─── Recorded data

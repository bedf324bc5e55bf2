//! # Execution Configuration Builder
//!
//! Assembles the immutable [`ExecutionRequest`] handed to the executor.
//! The builder validates nothing beyond clamping the batch size into
//! `[1, max_batch_size]`; input validation belongs at the UI edge, and the
//! executor itself treats an empty item set as a zero-item run.

use crate::catalog::BulkAction;
use crate::config::BulkOpsConfig;
use crate::orchestration::types::OperationItem;
use serde_json::Value;
use std::collections::HashMap;
use std::sync::Arc;

/// One run's worth of input, never mutated after being handed to the
/// executor. Items are opaque beyond their id/label accessors; parameters
/// are passed through to the per-item operation untouched.
#[derive(Clone)]
pub struct ExecutionRequest {
    pub action: Arc<BulkAction>,
    pub items: Vec<Arc<dyn OperationItem>>,
    pub parameters: HashMap<String, Value>,
    pub dry_run: bool,
    pub batch_size: usize,
}

impl std::fmt::Debug for ExecutionRequest {
    fn fmt(&self, f: &mut std::fmt::Formatter<'_>) -> std::fmt::Result {
        f.debug_struct("ExecutionRequest")
            .field("action", &self.action.id)
            .field("items", &self.items.len())
            .field("parameters", &self.parameters)
            .field("dry_run", &self.dry_run)
            .field("batch_size", &self.batch_size)
            .finish()
    }
}

/// Fluent builder for [`ExecutionRequest`]
pub struct ExecutionRequestBuilder {
    action: Arc<BulkAction>,
    items: Vec<Arc<dyn OperationItem>>,
    parameters: HashMap<String, Value>,
    dry_run: bool,
    batch_size: usize,
    max_batch_size: usize,
}

impl ExecutionRequestBuilder {
    pub fn new(action: Arc<BulkAction>) -> Self {
        Self::with_config(action, &BulkOpsConfig::default())
    }

    pub fn with_config(action: Arc<BulkAction>, config: &BulkOpsConfig) -> Self {
        Self {
            action,
            items: Vec::new(),
            parameters: HashMap::new(),
            dry_run: false,
            batch_size: config.default_batch_size,
            max_batch_size: config.max_batch_size,
        }
    }

    pub fn items(mut self, items: Vec<Arc<dyn OperationItem>>) -> Self {
        self.items = items;
        self
    }

    pub fn item(mut self, item: Arc<dyn OperationItem>) -> Self {
        self.items.push(item);
        self
    }

    pub fn parameter(mut self, key: impl Into<String>, value: Value) -> Self {
        self.parameters.insert(key.into(), value);
        self
    }

    pub fn parameters(mut self, parameters: HashMap<String, Value>) -> Self {
        self.parameters = parameters;
        self
    }

    pub fn dry_run(mut self, dry_run: bool) -> Self {
        self.dry_run = dry_run;
        self
    }

    pub fn batch_size(mut self, batch_size: usize) -> Self {
        self.batch_size = batch_size;
        self
    }

    /// Out-of-range batch sizes are silently clamped, not rejected.
    pub fn build(self) -> ExecutionRequest {
        ExecutionRequest {
            action: self.action,
            items: self.items,
            parameters: self.parameters,
            dry_run: self.dry_run,
            batch_size: self.batch_size.clamp(1, self.max_batch_size),
        }
    }
}

#[cfg(test)]
mod tests {
    use super::*;
    use crate::catalog::{ActionType, BulkAction};

    struct StubItem(&'static str);

    impl OperationItem for StubItem {
        fn id(&self) -> String {
            self.0.to_string()
        }
        fn label(&self) -> String {
            self.0.to_uppercase()
        }
    }

    fn archive_action() -> Arc<BulkAction> {
        Arc::new(BulkAction::new(
            "bulk-archive",
            ActionType::Archive,
            "Archive",
            "",
        ))
    }

    #[test]
    fn test_builder_defaults() {
        let request = ExecutionRequestBuilder::new(archive_action()).build();
        assert_eq!(request.batch_size, BulkOpsConfig::default().default_batch_size);
        assert!(request.items.is_empty());
        assert!(!request.dry_run);
    }

    #[test]
    fn test_batch_size_clamped_high() {
        let config = BulkOpsConfig {
            max_batch_size: 25,
            ..Default::default()
        };
        let request = ExecutionRequestBuilder::with_config(archive_action(), &config)
            .batch_size(10_000)
            .build();
        assert_eq!(request.batch_size, 25);
    }

    #[test]
    fn test_batch_size_clamped_low() {
        let request = ExecutionRequestBuilder::new(archive_action())
            .batch_size(0)
            .build();
        assert_eq!(request.batch_size, 1);
    }

    #[test]
    fn test_parameters_pass_through() {
        let request = ExecutionRequestBuilder::new(archive_action())
            .item(Arc::new(StubItem("sku-1")))
            .parameter("target_folder", serde_json::json!("2026-archive"))
            .dry_run(true)
            .build();
        assert_eq!(request.items.len(), 1);
        assert!(request.dry_run);
        assert_eq!(
            request.parameters.get("target_folder"),
            Some(&serde_json::json!("2026-archive"))
        );
    }
}
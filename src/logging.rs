//! # Structured Logging Module
//!
//! Environment-aware tracing setup for debugging long-running bulk executions.

use std::sync::OnceLock;
use tracing_subscriber::{fmt, layer::SubscriberExt, util::SubscriberInitExt, EnvFilter, Layer};

static LOGGER_INITIALIZED: OnceLock<()> = OnceLock::new();

/// Initialize structured logging with an environment-driven filter.
///
/// Safe to call more than once; only the first call installs a subscriber.
pub fn init_logging() {
    LOGGER_INITIALIZED.get_or_init(|| {
        let environment = get_environment();
        let log_level = get_log_level(&environment);

        let subscriber = tracing_subscriber::registry().with(
            fmt::layer()
                .with_target(true)
                .with_level(true)
                .with_filter(EnvFilter::new(log_level)),
        );

        // A host application may have installed a global subscriber already
        if subscriber.try_init().is_err() {
            tracing::debug!(
                "Global tracing subscriber already initialized - continuing with existing subscriber"
            );
        }

        tracing::info!(environment = %environment, "Structured logging initialized");
    });
}

/// Get current environment from environment variables
fn get_environment() -> String {
    std::env::var("BULKOPS_ENV")
        .or_else(|_| std::env::var("APP_ENV"))
        .unwrap_or_else(|_| "development".to_string())
}

/// Get log level based on environment
fn get_log_level(environment: &str) -> String {
    match environment {
        "production" => "info".to_string(),
        _ => "debug".to_string(),
    }
}

#[cfg(test)]
mod tests {
    use super::*;

    #[test]
    fn test_log_level_mapping() {
        assert_eq!(get_log_level("production"), "info");
        assert_eq!(get_log_level("development"), "debug");
        assert_eq!(get_log_level("test"), "debug");
    }
}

──────

(Problem details) Copy each line of the data that contains the word "true".

(Result below)
            .dry_run(true)
                .with_target(true)
                .with_level(true)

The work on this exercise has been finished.